## TASK TO CARRY OUT
From the entries below, report how many lines contain the string "crate". Give only that number.
+++ GIVEN DATA +++
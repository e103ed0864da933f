//! Shipment status transition table.
//!
//! Every status change goes through [`decide`], which is pure: given the
//! shipment's current status, its sender and partner, the acting user and the
//! requested action it returns the next status and partner binding, or the
//! reason the action is refused.

use serde::{Deserialize, Serialize};
use uuid::Uuid;

use crate::users::repo_types::{Actor, UserRole};

#[derive(Debug, Clone, Copy, PartialEq, Eq, Hash, Serialize, Deserialize, sqlx::Type)]
#[serde(rename_all = "SCREAMING_SNAKE_CASE")]
#[sqlx(type_name = "item_status", rename_all = "SCREAMING_SNAKE_CASE")]
pub enum ItemStatus {
    Posted,
    Requested,
    Approved,
    Picked,
    InTransit,
    Arrived,
    WaitingConfirmation,
    Delivered,
}

impl ItemStatus {
    pub const ALL: [ItemStatus; 8] = [
        ItemStatus::Posted,
        ItemStatus::Requested,
        ItemStatus::Approved,
        ItemStatus::Picked,
        ItemStatus::InTransit,
        ItemStatus::Arrived,
        ItemStatus::WaitingConfirmation,
        ItemStatus::Delivered,
    ];

    /// Progress weight, also used as the ordering of the lifecycle.
    pub fn weight(self) -> u8 {
        match self {
            ItemStatus::Posted => 10,
            ItemStatus::Requested => 20,
            ItemStatus::Approved => 30,
            ItemStatus::Picked => 45,
            ItemStatus::InTransit => 65,
            ItemStatus::Arrived => 85,
            ItemStatus::WaitingConfirmation => 90,
            ItemStatus::Delivered => 100,
        }
    }

    /// The picker has the parcel in hand.
    pub fn is_picked_up(self) -> bool {
        self.weight() >= ItemStatus::Picked.weight()
    }

    pub fn is_terminal(self) -> bool {
        self == ItemStatus::Delivered
    }

    /// Whether a shipment in this status must have a partner bound.
    pub fn has_partner(self) -> bool {
        self != ItemStatus::Posted
    }

    pub fn as_str(self) -> &'static str {
        match self {
            ItemStatus::Posted => "POSTED",
            ItemStatus::Requested => "REQUESTED",
            ItemStatus::Approved => "APPROVED",
            ItemStatus::Picked => "PICKED",
            ItemStatus::InTransit => "IN_TRANSIT",
            ItemStatus::Arrived => "ARRIVED",
            ItemStatus::WaitingConfirmation => "WAITING_CONFIRMATION",
            ItemStatus::Delivered => "DELIVERED",
        }
    }
}

impl std::fmt::Display for ItemStatus {
    fn fmt(&self, f: &mut std::fmt::Formatter<'_>) -> std::fmt::Result {
        f.write_str(self.as_str())
    }
}

#[derive(Debug, Clone, Copy, PartialEq, Eq)]
pub enum Action {
    /// Picker asks to carry a posted shipment.
    Claim,
    /// Sender accepts the pending request.
    Approve,
    /// Sender turns down the pending request, shipment returns to the market.
    Reject,
    /// Partner confirms the parcel is locked for the trip.
    ConfirmReady,
    /// Partner reports progress.
    Advance(ItemStatus),
    /// Sender confirms the parcel arrived.
    ConfirmReceipt,
}

impl std::fmt::Display for Action {
    fn fmt(&self, f: &mut std::fmt::Formatter<'_>) -> std::fmt::Result {
        match self {
            Action::Claim => f.write_str("claim"),
            Action::Approve => f.write_str("approve"),
            Action::Reject => f.write_str("reject"),
            Action::ConfirmReady => f.write_str("confirm ready"),
            Action::Advance(to) => write!(f, "advance to {to}"),
            Action::ConfirmReceipt => f.write_str("confirm receipt"),
        }
    }
}

#[derive(Debug, Clone, Copy, PartialEq, Eq)]
pub enum PartnerUpdate {
    Keep,
    Bind(Uuid),
    Clear,
}

impl PartnerUpdate {
    pub fn apply(self, current: Option<Uuid>) -> Option<Uuid> {
        match self {
            PartnerUpdate::Keep => current,
            PartnerUpdate::Bind(id) => Some(id),
            PartnerUpdate::Clear => None,
        }
    }
}

#[derive(Debug, Clone, Copy, PartialEq, Eq)]
pub struct Transition {
    pub next: ItemStatus,
    pub partner: PartnerUpdate,
}

#[derive(Debug, Clone, PartialEq, Eq, thiserror::Error)]
pub enum TransitionError {
    #[error("shipment is {0} and can no longer change")]
    Terminal(ItemStatus),
    #[error("cannot {action} a shipment in status {from}")]
    Invalid { from: ItemStatus, action: Action },
    #[error("cannot move a shipment from {from} back to {to}")]
    Regression { from: ItemStatus, to: ItemStatus },
    #[error("{role} accounts may not {action}")]
    RoleNotAllowed { role: UserRole, action: Action },
    #[error("only the shipment's {0} may do this")]
    NotParticipant(&'static str),
}

/// The parts of a shipment the transition rules look at.
#[derive(Debug, Clone, Copy)]
pub struct ShipmentState {
    pub status: ItemStatus,
    pub sender_id: Uuid,
    pub partner_id: Option<Uuid>,
}

pub fn decide(
    shipment: ShipmentState,
    actor: Actor,
    action: Action,
) -> Result<Transition, TransitionError> {
    let from = shipment.status;
    if from.is_terminal() {
        return Err(TransitionError::Terminal(from));
    }

    let required_role = match action {
        Action::Claim | Action::ConfirmReady | Action::Advance(_) => UserRole::Picker,
        Action::Approve | Action::Reject | Action::ConfirmReceipt => UserRole::Sender,
    };
    if actor.role != required_role {
        return Err(TransitionError::RoleNotAllowed {
            role: actor.role,
            action,
        });
    }

    let invalid = TransitionError::Invalid { from, action };
    match action {
        Action::Claim => {
            if from != ItemStatus::Posted {
                return Err(invalid);
            }
            Ok(Transition {
                next: ItemStatus::Requested,
                partner: PartnerUpdate::Bind(actor.id),
            })
        }
        Action::Approve | Action::Reject => {
            ensure_sender(shipment, actor)?;
            if from != ItemStatus::Requested {
                return Err(invalid);
            }
            Ok(if action == Action::Approve {
                Transition {
                    next: ItemStatus::Picked,
                    partner: PartnerUpdate::Keep,
                }
            } else {
                Transition {
                    next: ItemStatus::Posted,
                    partner: PartnerUpdate::Clear,
                }
            })
        }
        Action::ConfirmReady => {
            ensure_partner(shipment, actor)?;
            if !matches!(from, ItemStatus::Approved | ItemStatus::Picked) {
                return Err(invalid);
            }
            Ok(Transition {
                next: ItemStatus::Picked,
                partner: PartnerUpdate::Keep,
            })
        }
        Action::Advance(to) => {
            ensure_partner(shipment, actor)?;
            if to.weight() <= from.weight() {
                return Err(TransitionError::Regression { from, to });
            }
            let advanceable = matches!(
                from,
                ItemStatus::Approved | ItemStatus::Picked | ItemStatus::InTransit | ItemStatus::Arrived
            );
            let reportable = matches!(
                to,
                ItemStatus::InTransit | ItemStatus::Arrived | ItemStatus::WaitingConfirmation
            );
            if !advanceable || !reportable {
                return Err(invalid);
            }
            Ok(Transition {
                next: to,
                partner: PartnerUpdate::Keep,
            })
        }
        Action::ConfirmReceipt => {
            ensure_sender(shipment, actor)?;
            if from != ItemStatus::WaitingConfirmation {
                return Err(invalid);
            }
            Ok(Transition {
                next: ItemStatus::Delivered,
                partner: PartnerUpdate::Keep,
            })
        }
    }
}

fn ensure_sender(shipment: ShipmentState, actor: Actor) -> Result<(), TransitionError> {
    if shipment.sender_id != actor.id {
        return Err(TransitionError::NotParticipant("sender"));
    }
    Ok(())
}

fn ensure_partner(shipment: ShipmentState, actor: Actor) -> Result<(), TransitionError> {
    if shipment.partner_id != Some(actor.id) {
        return Err(TransitionError::NotParticipant("partner"));
    }
    Ok(())
}
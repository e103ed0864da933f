use serde::Deserialize;

/// Verification settings for access tokens minted by the identity service.
#[derive(Debug, Clone, Deserialize)]
pub struct JwtConfig {
    pub secret: String,
    pub issuer: String,
    pub audience: String,
}

#[derive(Debug, Clone, Deserialize)]
pub struct StorageConfig {
    pub endpoint: String,
    pub bucket: String,
    pub access_key: String,
    pub secret_key: String,
    pub region: String,
}

#[derive(Debug, Clone, Deserialize)]
pub struct AppConfig {
    pub database_url: String,
    pub db_max_connections: u32,
    pub jwt: JwtConfig,
    pub storage: StorageConfig,
    /// Seconds between subscription expiry sweeps, 0 disables the sweep.
    pub maintenance_interval_secs: u64,
}

impl AppConfig {
    pub fn from_env() -> anyhow::Result<Self> {
        let database_url = std::env::var("DATABASE_URL")?;
        let jwt = JwtConfig {
            secret: std::env::var("JWT_SECRET")?,
            issuer: std::env::var("JWT_ISSUER").unwrap_or_else(|_| "globalpath".into()),
            audience: std::env::var("JWT_AUDIENCE").unwrap_or_else(|_| "globalpath-users".into()),
        };
        let storage = StorageConfig {
            endpoint: std::env::var("S3_ENDPOINT")?,
            bucket: std::env::var("S3_BUCKET").unwrap_or_else(|_| "globalpath".into()),
            access_key: std::env::var("S3_ACCESS_KEY")?,
            secret_key: std::env::var("S3_SECRET_KEY")?,
            region: std::env::var("S3_REGION").unwrap_or_else(|_| "us-east-1".into()),
        };
        Ok(Self {
            database_url,
            db_max_connections: env_or("DB_MAX_CONNECTIONS", 10),
            jwt,
            storage,
            maintenance_interval_secs: env_or("MAINTENANCE_INTERVAL_SECS", 3600),
        })
    }
}

fn env_or<T: std::str::FromStr>(key: &str, default: T) -> T {
    std::env::var(key)
        .ok()
        .and_then(|v| v.parse::<T>().ok())
        .unwrap_or(default)
}

#[cfg(test)]
mod tests {
    use super::*;

    #[test]
    fn env_or_falls_back_on_missing_or_garbage() {
        std::env::set_var("GLOBALPATH_TEST_GARBAGE", "not-a-number");
        assert_eq!(env_or::<u64>("GLOBALPATH_TEST_GARBAGE", 7), 7);
        assert_eq!(env_or::<u64>("GLOBALPATH_TEST_UNSET_KEY", 42), 42);
        std::env::set_var("GLOBALPATH_TEST_NUMBER", "15");
        assert_eq!(env_or::<u32>("GLOBALPATH_TEST_NUMBER", 1), 15);
    }
}
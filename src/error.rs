use axum::{
    http::StatusCode,
    response::{IntoResponse, Response},
    Json,
};
use serde_json::{json, Value};
use tracing::error;

use crate::persistence::StoreError;
use crate::shipments::lifecycle::LifecycleError;
use crate::shipments::status::TransitionError;
use crate::subscriptions::ledger::QuotaError;
use crate::subscriptions::services::SubscriptionError;
use crate::users::services::VerificationError;

/// Error returned by every handler, rendered as
/// `{"error": {"code", "message", "details"}}`.
#[derive(Debug, thiserror::Error)]
pub enum ApiError {
    #[error("{0}")]
    Unauthorized(String),
    #[error("{0}")]
    Forbidden(String),
    #[error("{0}")]
    NotFound(String),
    #[error("{0}")]
    Validation(String),
    #[error("{0}")]
    InvalidTransition(String),
    #[error("{0}")]
    Terminal(String),
    #[error("quota exceeded")]
    QuotaExceeded { remaining: i32 },
    #[error("verification is under review")]
    VerificationPending,
    #[error("shipment already taken")]
    AlreadyTaken,
    #[error("{0}")]
    Conflict(String),
    #[error("insufficient wallet balance")]
    InsufficientBalance { balance: f64, required: f64 },
    #[error("another plan is still active")]
    PlanSwitchBlocked,
    #[error(transparent)]
    Internal(#[from] anyhow::Error),
}

impl ApiError {
    pub fn status(&self) -> StatusCode {
        match self {
            ApiError::Unauthorized(_) => StatusCode::UNAUTHORIZED,
            ApiError::Forbidden(_) | ApiError::VerificationPending => StatusCode::FORBIDDEN,
            ApiError::NotFound(_) => StatusCode::NOT_FOUND,
            ApiError::Validation(_) => StatusCode::BAD_REQUEST,
            ApiError::QuotaExceeded { .. } | ApiError::InsufficientBalance { .. } => {
                StatusCode::PAYMENT_REQUIRED
            }
            ApiError::InvalidTransition(_)
            | ApiError::Terminal(_)
            | ApiError::AlreadyTaken
            | ApiError::Conflict(_)
            | ApiError::PlanSwitchBlocked => StatusCode::CONFLICT,
            ApiError::Internal(_) => StatusCode::INTERNAL_SERVER_ERROR,
        }
    }

    pub fn code(&self) -> &'static str {
        match self {
            ApiError::Unauthorized(_) => "unauthorized",
            ApiError::Forbidden(_) => "forbidden",
            ApiError::NotFound(_) => "not_found",
            ApiError::Validation(_) => "validation_failed",
            ApiError::InvalidTransition(_) => "invalid_transition",
            ApiError::Terminal(_) => "terminal",
            ApiError::QuotaExceeded { .. } => "quota_exceeded",
            ApiError::VerificationPending => "verification_pending",
            ApiError::AlreadyTaken => "already_taken",
            ApiError::Conflict(_) => "conflict",
            ApiError::InsufficientBalance { .. } => "insufficient_balance",
            ApiError::PlanSwitchBlocked => "plan_switch_blocked",
            ApiError::Internal(_) => "internal",
        }
    }

    fn details(&self) -> Value {
        match self {
            ApiError::QuotaExceeded { remaining } => json!({ "remaining": remaining }),
            ApiError::InsufficientBalance { balance, required } => {
                json!({ "balance": balance, "required": required })
            }
            _ => json!({}),
        }
    }
}

impl IntoResponse for ApiError {
    fn into_response(self) -> Response {
        let status = self.status();
        let message = match &self {
            ApiError::Internal(e) => {
                error!(error = ?e, "request failed");
                "internal server error".to_string()
            }
            other => other.to_string(),
        };
        let body = json!({
            "error": {
                "code": self.code(),
                "message": message,
                "details": self.details(),
            }
        });
        (status, Json(body)).into_response()
    }
}

impl From<TransitionError> for ApiError {
    fn from(e: TransitionError) -> Self {
        match e {
            TransitionError::Terminal(_) => ApiError::Terminal(e.to_string()),
            TransitionError::Invalid { .. } | TransitionError::Regression { .. } => {
                ApiError::InvalidTransition(e.to_string())
            }
            TransitionError::RoleNotAllowed { .. } | TransitionError::NotParticipant(_) => {
                ApiError::Forbidden(e.to_string())
            }
        }
    }
}

impl From<StoreError> for ApiError {
    fn from(e: StoreError) -> Self {
        match e {
            StoreError::MissingUser(_) => ApiError::NotFound(e.to_string()),
            other => ApiError::Internal(other.into()),
        }
    }
}

impl From<QuotaError> for ApiError {
    fn from(e: QuotaError) -> Self {
        match e {
            QuotaError::Exceeded { remaining, .. } => ApiError::QuotaExceeded { remaining },
            QuotaError::Store(e) => e.into(),
        }
    }
}

impl From<LifecycleError> for ApiError {
    fn from(e: LifecycleError) -> Self {
        match e {
            LifecycleError::NotFound(_) => ApiError::NotFound(e.to_string()),
            LifecycleError::Transition(t) => t.into(),
            LifecycleError::QuotaExceeded { remaining } => ApiError::QuotaExceeded { remaining },
            LifecycleError::VerificationPending => ApiError::VerificationPending,
            LifecycleError::AlreadyTaken => ApiError::AlreadyTaken,
            LifecycleError::Conflict => ApiError::Conflict(e.to_string()),
            LifecycleError::PostingNotAllowed(_) => ApiError::Forbidden(e.to_string()),
            LifecycleError::Validation(msg) => ApiError::Validation(msg),
            LifecycleError::Store(s) => s.into(),
        }
    }
}

impl From<SubscriptionError> for ApiError {
    fn from(e: SubscriptionError) -> Self {
        match e {
            SubscriptionError::NotFound(_) => ApiError::NotFound(e.to_string()),
            SubscriptionError::RoleMismatch { .. } => ApiError::Forbidden(e.to_string()),
            SubscriptionError::PlanSwitchBlocked => ApiError::PlanSwitchBlocked,
            SubscriptionError::InsufficientBalance { balance, required } => {
                ApiError::InsufficientBalance { balance, required }
            }
            SubscriptionError::AlreadySettled(_) | SubscriptionError::PlanInUse => {
                ApiError::Conflict(e.to_string())
            }
            SubscriptionError::InvalidSettlement | SubscriptionError::InvalidPlan(_) => {
                ApiError::Validation(e.to_string())
            }
            SubscriptionError::Database(db) => db.into(),
        }
    }
}

impl From<VerificationError> for ApiError {
    fn from(e: VerificationError) -> Self {
        ApiError::Conflict(e.to_string())
    }
}

impl From<sqlx::Error> for ApiError {
    fn from(e: sqlx::Error) -> Self {
        ApiError::Internal(e.into())
    }
}
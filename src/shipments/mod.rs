mod dto;
pub mod handlers;
pub mod lifecycle;
pub mod repo;
pub mod repo_types;
pub(crate) mod services;
pub mod status;

use crate::state::AppState;
use axum::Router;

pub use dto::{Pagination, UploadUrlRequest, UploadUrlResponse};

pub fn router() -> Router<AppState> {
    Router::new()
        .merge(handlers::read_routes())
        .merge(handlers::write_routes())
}
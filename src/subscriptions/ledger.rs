//! Quota ledger: per-user allowance of posts (senders) or claims (pickers)
//! granted by the active subscription transaction.

use std::sync::Arc;

use time::OffsetDateTime;
use tracing::{debug, instrument};
use uuid::Uuid;

use crate::persistence::{LifecycleStore, LifecycleTx, StoreError};
use crate::subscriptions::repo_types::SubscriptionTransaction;

#[derive(Debug, thiserror::Error)]
pub enum QuotaError {
    #[error("quota exceeded: {remaining} remaining, {requested} requested")]
    Exceeded { remaining: i32, requested: i32 },
    #[error(transparent)]
    Store(#[from] StoreError),
}

impl SubscriptionTransaction {
    /// Flagged active, not expired. Remaining usage is not considered.
    pub fn is_current_at(&self, now: OffsetDateTime) -> bool {
        self.is_active && self.end_date.map_or(true, |end| end > now)
    }

    /// Grants usage right now.
    pub fn is_active_at(&self, now: OffsetDateTime) -> bool {
        self.is_current_at(now) && self.remaining_usage > 0
    }
}

pub fn active_subscription(
    subs: &[SubscriptionTransaction],
    now: OffsetDateTime,
) -> Option<&SubscriptionTransaction> {
    subs.iter()
        .filter(|s| s.is_active_at(now))
        .max_by_key(|s| s.created_at)
}

pub fn remaining_usage(subs: &[SubscriptionTransaction], now: OffsetDateTime) -> i32 {
    active_subscription(subs, now).map_or(0, |s| s.remaining_usage)
}

pub fn has_other_active_plan(
    subs: &[SubscriptionTransaction],
    plan_id: Uuid,
    now: OffsetDateTime,
) -> bool {
    subs.iter()
        .any(|s| s.plan_id != plan_id && s.is_current_at(now))
}

/// Check-and-decrement inside an open transaction. The charge disappears with
/// the transaction if it is not committed. Locks the user row before the
/// subscription row.
pub async fn consume_in(
    tx: &mut dyn LifecycleTx,
    user_id: Uuid,
    amount: i32,
    now: OffsetDateTime,
) -> Result<i32, QuotaError> {
    tx.lock_user(user_id).await?;
    let Some(sub) = tx.get_active_subscription(user_id, now).await? else {
        return Err(QuotaError::Exceeded {
            remaining: 0,
            requested: amount,
        });
    };
    if sub.remaining_usage < amount || !tx.decrement_quota(sub.id, amount).await? {
        return Err(QuotaError::Exceeded {
            remaining: sub.remaining_usage,
            requested: amount,
        });
    }
    debug!(%user_id, subscription_id = %sub.id, amount, "quota consumed");
    Ok(sub.remaining_usage - amount)
}

#[derive(Clone)]
pub struct QuotaLedger {
    store: Arc<dyn LifecycleStore>,
}

impl QuotaLedger {
    pub fn new(store: Arc<dyn LifecycleStore>) -> Self {
        Self { store }
    }

    pub async fn remaining_usage(&self, user_id: Uuid) -> Result<i32, StoreError> {
        let mut tx = self.store.begin().await?;
        let now = OffsetDateTime::now_utc();
        let remaining = tx
            .get_active_subscription(user_id, now)
            .await?
            .map_or(0, |s| s.remaining_usage);
        Ok(remaining)
    }

    /// Returns the usage left after the charge.
    #[instrument(skip(self))]
    pub async fn consume(&self, user_id: Uuid, amount: i32) -> Result<i32, QuotaError> {
        let mut tx = self.store.begin().await?;
        let left = consume_in(tx.as_mut(), user_id, amount, OffsetDateTime::now_utc()).await?;
        tx.commit().await?;
        Ok(left)
    }
}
+++
## OUTPUT
11